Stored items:

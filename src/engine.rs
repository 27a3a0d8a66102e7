//! Connection engine actor.
//!
//! A single task owns the link, the id allocator, the call and subscriber
//! tables, the API registry and every timer. Client handles talk to it over a
//! command channel and observe its state through a `watch` channel, so no
//! state is shared between tasks.
//!
//! The run loop waits on a `tokio::select!` over link output, commands, the
//! pending open, call timers, the keepalive deadline, the retry schedule and
//! the close deadline. Handlers never await; frames they produce are queued
//! in an outbox that is flushed once the handler returns.

mod calls;
mod command;
mod dispatch;
mod event;
mod ids;
mod keepalive;
mod lifecycle;
mod polling;
mod retry;
mod state;
mod subscribers;
mod timers;

use std::{collections::VecDeque, sync::Arc, time::Duration};

pub(crate) use command::Command;
use event::Event;
use futures::future::BoxFuture;
pub use state::{ConnectionState, ConnectionStatus};
use tokio::sync::{mpsc, watch};
use tracing::{debug, info, warn};

use self::{
    calls::{CallTable, Responder},
    ids::IdAllocator,
    keepalive::Keepalive,
    retry::RetryState,
    state::{Closing, OpenPurpose, Session},
    subscribers::SubscriberTable,
    timers::CallTimers,
};
use crate::{
    client::hooks::LifecycleHooks,
    error::ClientError,
    metrics,
    options::DEFAULT_CONNECTION_TIMEOUT,
    registry::ApiRegistry,
    request::Request,
    transport::{Link, Transport},
};

type OpenFuture = BoxFuture<'static, Result<Box<dyn Link>, ClientError>>;

/// Work queued for the link by a handler.
#[derive(Debug)]
enum Outbound {
    Frame(String),
    Close,
}

/// A call waiting for recovery to finish.
#[derive(Debug)]
struct Parked {
    request: Request,
    responder: Responder,
    timeout: Duration,
}

/// Channel ends handed to [`crate::Client`] when an engine is spawned.
pub(crate) struct EngineHandle {
    pub(crate) commands: mpsc::UnboundedSender<Command>,
    pub(crate) status: watch::Receiver<ConnectionStatus>,
}

/// Spawn an engine on the current runtime.
pub(crate) fn spawn(transport: Arc<dyn Transport>, hooks: LifecycleHooks) -> EngineHandle {
    let (commands, command_rx) = mpsc::unbounded_channel();
    let (status_tx, status) = watch::channel(ConnectionStatus::default());
    let engine = Engine::new(transport, command_rx, status_tx, hooks);
    tokio::spawn(engine.run());
    EngineHandle { commands, status }
}

pub(crate) struct Engine {
    transport: Arc<dyn Transport>,
    commands: mpsc::UnboundedReceiver<Command>,
    status: watch::Sender<ConnectionStatus>,
    hooks: LifecycleHooks,
    state: ConnectionState,
    recovering: bool,
    session: Option<Session>,
    link: Option<Box<dyn Link>>,
    /// Links dropped by the engine that still owe the node a close frame.
    retired: Vec<Box<dyn Link>>,
    opening: Option<OpenFuture>,
    purpose: Option<OpenPurpose>,
    awaiting_handshake: usize,
    ids: IdAllocator,
    calls: CallTable,
    subscribers: SubscriberTable,
    registry: ApiRegistry,
    timers: CallTimers,
    keepalive: Keepalive,
    retry: RetryState,
    backlog: Vec<Parked>,
    resubscribe: Vec<Request>,
    closing: Option<Closing>,
    outbox: VecDeque<Outbound>,
}

impl Engine {
    fn new(
        transport: Arc<dyn Transport>,
        commands: mpsc::UnboundedReceiver<Command>,
        status: watch::Sender<ConnectionStatus>,
        hooks: LifecycleHooks,
    ) -> Self {
        Self {
            transport,
            commands,
            status,
            hooks,
            state: ConnectionState::Disconnected,
            recovering: false,
            session: None,
            link: None,
            retired: Vec::new(),
            opening: None,
            purpose: None,
            awaiting_handshake: 0,
            ids: IdAllocator::new(),
            calls: CallTable::default(),
            subscribers: SubscriberTable::default(),
            registry: ApiRegistry::default(),
            timers: CallTimers::default(),
            keepalive: Keepalive::new(),
            retry: RetryState::default(),
            backlog: Vec::new(),
            resubscribe: Vec::new(),
            closing: None,
            outbox: VecDeque::new(),
        }
    }

    /// Drive the engine until every client handle is dropped.
    pub(crate) async fn run(mut self) {
        loop {
            match self.next_event().await {
                Event::Command(None) => break,
                Event::Command(Some(command)) => self.handle_command(command),
                Event::Link(event) => self.on_transport_event(event),
                Event::Opened(result) => self.on_opened(result),
                Event::Timer(expired) => self.on_timer(expired),
                Event::Keepalive => self.on_idle(),
                Event::Retry => self.on_retry_due(),
                Event::CloseDeadline => self.on_close_deadline(),
            }
            self.flush().await;
        }
        self.shutdown().await;
    }

    /// Write queued frames to the link.
    ///
    /// Write failures are reported but otherwise left to the link, which
    /// surfaces the broken socket as a closure on its next `recv`.
    async fn flush(&mut self) {
        let debug_frames = self.debug_frames();
        while let Some(outbound) = self.outbox.pop_front() {
            let Some(link) = self.link.as_mut() else {
                self.outbox.clear();
                return;
            };
            let result = match outbound {
                Outbound::Frame(text) => {
                    if debug_frames {
                        debug!(frame = %text, "sending frame");
                    }
                    metrics::inc_frames(metrics::Direction::Outbound);
                    self.keepalive.touch();
                    link.send(text).await
                }
                Outbound::Close => link.close().await,
            };
            if let Err(error) = result {
                warn!(%error, "failed to write to transport");
                self.hooks.emit_error(error);
            }
        }
        for mut link in self.retired.drain(..) {
            if let Err(error) = link.close().await {
                debug!(%error, "failed to close released link");
            }
        }
    }

    async fn shutdown(&mut self) {
        info!("all client handles dropped; stopping engine");
        self.retry.reset();
        self.opening = None;
        self.purpose = None;
        self.reject_pending(&ClientError::EngineStopped);
        self.reject_backlog(&ClientError::EngineStopped);
        if let Some(mut link) = self.link.take() {
            if let Err(error) = link.close().await {
                debug!(%error, "close during shutdown failed");
            }
        }
        self.set_state(ConnectionState::Disconnected);
    }

    fn debug_frames(&self) -> bool { self.session.as_ref().is_some_and(|s| s.options.debug) }

    /// Default timeout for calls on the current session.
    fn default_timeout(&self) -> Duration {
        self.session
            .as_ref()
            .map_or(DEFAULT_CONNECTION_TIMEOUT, |s| s.options.connection_timeout)
    }

    fn set_state(&mut self, state: ConnectionState) {
        self.state = state;
        self.publish();
    }

    fn publish(&self) {
        self.status.send_replace(ConnectionStatus {
            state: self.state,
            recovering: self.recovering,
        });
    }

    /// Reject every pending call and forget every subscriber.
    fn reject_pending(&mut self, error: &ClientError) {
        self.timers.clear();
        self.subscribers.clear();
        for (_, call) in self.calls.drain() {
            call.responder.reject(error.clone());
        }
        metrics::set_pending_calls(0);
    }

    fn reject_backlog(&mut self, error: &ClientError) {
        self.resubscribe.clear();
        for parked in self.backlog.drain(..) {
            parked.responder.reject(error.clone());
        }
    }
}
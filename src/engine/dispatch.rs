//! Command handling, request dispatch and inbound frame routing.

use std::{
    panic::{AssertUnwindSafe, catch_unwind},
    time::Duration,
};

use serde_json::Value;
use tracing::{debug, trace, warn};

use super::{
    Engine,
    Outbound,
    Parked,
    calls::{PendingCall, Responder},
    command::Command,
    state::{ConnectionState, Reply},
    timers::{Expired, Stage},
};
use crate::{
    error::{ClientError, ProtocolError},
    metrics::{self, CallOutcome},
    panic::format_panic,
    request::{ApiTarget, Request},
    transport::{CloseInfo, TransportEvent},
    wire::{self, InboundFrame},
};

impl Engine {
    pub(super) fn handle_command(&mut self, command: Command) {
        match command {
            Command::Connect {
                url,
                options,
                reply,
            } => self.connect(&url, &options, reply),
            Command::Call {
                request,
                timeout,
                reply,
            } => self.call(request, timeout, reply),
            Command::Close { reply } => self.close(reply),
            Command::Reconnect { reply } => self.reconnect(reply),
            Command::ApiId { api, reply } => {
                let _ = reply.send(self.registry.id(api));
            }
        }
    }

    fn call(&mut self, request: Request, timeout: Option<Duration>, reply: Reply<Value>) {
        let timeout = timeout.unwrap_or_else(|| self.default_timeout());
        if self.recovering {
            trace!(method = request.method(), "parking call until recovery completes");
            self.backlog.push(Parked {
                request,
                responder: Responder::Caller(reply),
                timeout,
            });
            return;
        }
        if self.state != ConnectionState::Open {
            let _ = reply.send(Err(ClientError::NotConnected));
            return;
        }
        self.dispatch(request, timeout, Responder::Caller(reply));
    }

    /// Allocate an id for `request`, register it and queue its frame.
    ///
    /// Named APIs are resolved against the registry first; an API the
    /// connection was not granted fails the responder without sending.
    pub(super) fn dispatch(&mut self, request: Request, timeout: Duration, responder: Responder) {
        let api_id = match request.api() {
            ApiTarget::Id(id) => id,
            ApiTarget::Named(api) => match self.registry.resolve(api) {
                Ok(id) => id,
                Err(error) => {
                    self.settle(responder, Err(error));
                    return;
                }
            },
        };
        let id = self.ids.allocate();
        debug_assert!(!self.calls.contains(id) && !self.subscribers.contains(id));
        let frame = match wire::encode_call(id, api_id, &request) {
            Ok(frame) => frame,
            Err(error) => {
                self.settle(responder, Err(error.into()));
                return;
            }
        };
        if request.is_subscription() {
            self.subscribers.insert(id, request.clone());
        }
        let timer = self.timers.start(id, timeout);
        self.calls.insert(id, PendingCall {
            request,
            responder,
            timeout,
            timer,
        });
        metrics::set_pending_calls(self.calls.len());
        self.outbox.push_back(Outbound::Frame(frame));
    }

    /// Deliver the outcome of a call to whoever is waiting for it.
    pub(super) fn settle(&mut self, responder: Responder, outcome: Result<Value, ClientError>) {
        match responder {
            Responder::Caller(reply) => {
                metrics::record_call(CallOutcome::of(&outcome));
                // The caller may have stopped waiting.
                let _ = reply.send(outcome);
            }
            Responder::Handshake(api) => self.on_handshake_reply(api, outcome),
            Responder::Keepalive => self.on_probe_reply(outcome),
            Responder::Rearm => {
                if let Err(error) = outcome {
                    warn!(%error, "failed to restore subscription after recovery");
                    self.hooks.emit_error(error);
                }
            }
        }
    }

    pub(super) fn on_transport_event(&mut self, event: Option<TransportEvent>) {
        match event {
            Some(TransportEvent::Message(text)) => self.on_frame(&text),
            Some(TransportEvent::Error(detail)) => {
                warn!(%detail, "transport reported an error");
                self.hooks
                    .emit_error(ClientError::transport(std::io::Error::other(detail)));
            }
            Some(TransportEvent::Closed(info)) => self.on_closed(info),
            None => self.on_closed(CloseInfo::abnormal("link ended without a close event")),
        }
    }

    fn on_frame(&mut self, text: &str) {
        self.keepalive.touch();
        metrics::inc_frames(metrics::Direction::Inbound);
        if self.debug_frames() {
            debug!(frame = %text, "received frame");
        }
        match wire::decode_frame(text) {
            Ok(InboundFrame::Reply { id, outcome }) => self.on_reply(id, outcome),
            Ok(InboundFrame::Notice {
                subscriber,
                payload,
            }) => self.on_notice(subscriber, payload),
            Err(error) => self.report_protocol(error),
        }
    }

    fn on_reply(&mut self, id: u64, outcome: Result<Value, Value>) {
        let Some(call) = self.calls.remove(id) else {
            self.report_protocol(ProtocolError::UnexpectedResponseId(id));
            return;
        };
        self.timers.cancel(&call.timer);
        metrics::set_pending_calls(self.calls.len());
        if call.request.is_subscription() {
            if outcome.is_ok() {
                self.subscribers.arm(id);
            } else {
                self.subscribers.remove(id);
            }
        }
        self.settle(call.responder, outcome.map_err(ClientError::Remote));
    }

    fn on_notice(&mut self, subscriber: u64, payload: Value) {
        let handler = match self.subscribers.handler(subscriber) {
            Ok(handler) => handler,
            Err(error) => {
                self.report_protocol(error);
                return;
            }
        };
        if let Err(panic) = catch_unwind(AssertUnwindSafe(|| handler(payload))) {
            warn!(
                subscriber,
                panic = %format_panic(panic),
                "notice handler panicked"
            );
        }
    }

    /// Protocol violations are reported and the frame dropped; the
    /// connection stays up.
    fn report_protocol(&self, error: ProtocolError) {
        warn!(%error, "dropping inbound frame");
        metrics::inc_protocol_errors();
        self.hooks.emit_error(ClientError::Protocol(error));
    }

    pub(super) fn on_timer(&mut self, expired: Expired) {
        let Expired { id, stage } = expired;
        match stage {
            Stage::Soft => {
                if let Some(call) = self.calls.get_mut(id) {
                    trace!(id, "soft timeout elapsed; entering grace period");
                    call.timer = self.timers.grace(id);
                }
            }
            Stage::Grace => {
                let Some(call) = self.calls.remove(id) else {
                    return;
                };
                metrics::set_pending_calls(self.calls.len());
                if call.request.is_subscription() {
                    self.subscribers.remove(id);
                }
                debug!(id, method = call.request.method(), "call timed out");
                let error = ClientError::Timeout {
                    id,
                    method: call.request.method().to_owned(),
                    timeout: call.timeout,
                };
                self.settle(call.responder, Err(error));
            }
        }
    }
}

→ **Your goal**: Filter the entries above down to the lines that hold the word "ProtocolError", and copy those lines.

→ **Output of the exercise**:
    error::{ClientError, ProtocolError},
            self.report_protocol(ProtocolError::UnexpectedResponseId(id));
    fn report_protocol(&self, error: ProtocolError) {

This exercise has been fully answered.